Question

The following boxes represent aqueous solutions containing a weak acid, HA and its conjugate base, \(A^{-}\). Water molecules, hydronium ions, and cations are not shown. Which solution has the highest pH? Explain. [Section 17.1]

Short answer

The solution with the highest concentration of \(A^{-}\) relative to HA has the highest pH.

Step-by-step solution

Understand the Components

In this exercise, we're focusing on weak acid HA and its conjugate base, \(A^{-}\). The pH of a solution depends on the concentration of these components.

Identify pH Relationships

pH is an indicator of acidity, with lower pH values being more acidic and higher values being more basic. In a solution containing a weak acid and its conjugate base, the pH is determined by the ratio of \([A^{-}]/[HA]\). A higher ratio implies a higher pH.

Evaluate Solutions

View each solution and note the relative concentrations of HA and \(A^{-}\). The solution where \([A^{-}]\) is greater than \([HA]\) will have the highest pH, since it indicates a greater presence of the conjugate base which shifts the solution towards basicity.

Determine the Highest pH

Compare the boxes visually for each solution. Identify the box with the largest number of \(A^{-}\) compared to \(HA\). This solution will exhibit the highest pH as it is less acidic due to the larger concentration of the conjugate base.

Key concepts

Understanding Weak Acids

A weak acid is a type of acid that only partially dissociates in solution. This means when it is dissolved in water, only a small portion of the acid molecules donate hydrogen ions ( H⁺ ) to the solution, forming hydronium ions ( H₃O⁺ ). Weak acids are important in chemistry because they do not release all their hydrogen ions at once, which makes them less aggressive in changing the pH of a solution compared to strong acids.

Here's how you can identify a weak acid:

• It doesn't completely ionize in water.
• The equilibrium constant for its dissociation, known as the acid dissociation constant ( K_a ), is relatively small.
• In the molecular equation, it often remains mostly in its undissociated form.

Examples of weak acids include acetic acid ( CH₃COOH ), citric acid, and formic acid. Because of their partial ionization, weak acids create a balance between the undissociated acid and the ions formed in the solution. As a result, they're often used in buffer solutions where maintaining a stable pH is important.

The Role of Conjugate Bases

In the chemical world, every acid has a secretly dependent partner called a conjugate base. Simply put, a conjugate base is what remains of an acid molecule after it has given up a hydrogen ion ( H⁺ ). In the case of weak acids, this conjugate base plays a crucial part in the acid-base equilibrium.

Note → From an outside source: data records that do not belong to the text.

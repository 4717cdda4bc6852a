//! Shared application state

use std::sync::Arc;

use sqlx::PgPool;

use crate::auth::JwtManager;
use crate::chat::{ChatLifecycle, ChatLocks, MessageRelay};
use crate::config::Config;
use crate::storage::{ChatStore, PgChatStore};
use crate::websocket::WebSocketState;

/// Application state shared across all handlers and connections
#[derive(Clone)]
pub struct AppState {
    pub config: Arc<Config>,
    pub pool: PgPool,
    pub jwt_manager: Arc<JwtManager>,
    pub store: Arc<dyn ChatStore>,
    pub ws_state: WebSocketState,
    pub relay: Arc<MessageRelay>,
    pub lifecycle: Arc<ChatLifecycle>,
}

impl AppState {
    pub fn new(config: Config, pool: PgPool) -> Self {
        let jwt_manager = Arc::new(JwtManager::new(&config.jwt_secret));
        let store: Arc<dyn ChatStore> = Arc::new(PgChatStore::new(pool.clone()));
        let ws_state = WebSocketState::new();
        let locks = Arc::new(ChatLocks::new());
        let relay = Arc::new(MessageRelay::new(
            Arc::clone(&store),
            Arc::clone(&ws_state.rooms),
            Arc::clone(&locks),
        ));
        let lifecycle = Arc::new(ChatLifecycle::new(
            Arc::clone(&store),
            Arc::clone(&ws_state.rooms),
            Arc::clone(&relay),
            locks,
        ));

        Self {
            config: Arc::new(config),
            pool,
            jwt_manager,
            store,
            ws_state,
            relay,
            lifecycle,
        }
    }
}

The conjugate base is essential because:

• It can take up hydrogen ions to reform the acid, demonstrating the reversible nature of acid-base reactions.
• Its presence helps in maintaining equilibrium by reacting with hydronium ions, thereby neutralizing some of the acidity.
• It is instrumental in buffer solutions, which help resist drastic changes in pH when small amounts of acid or base are added.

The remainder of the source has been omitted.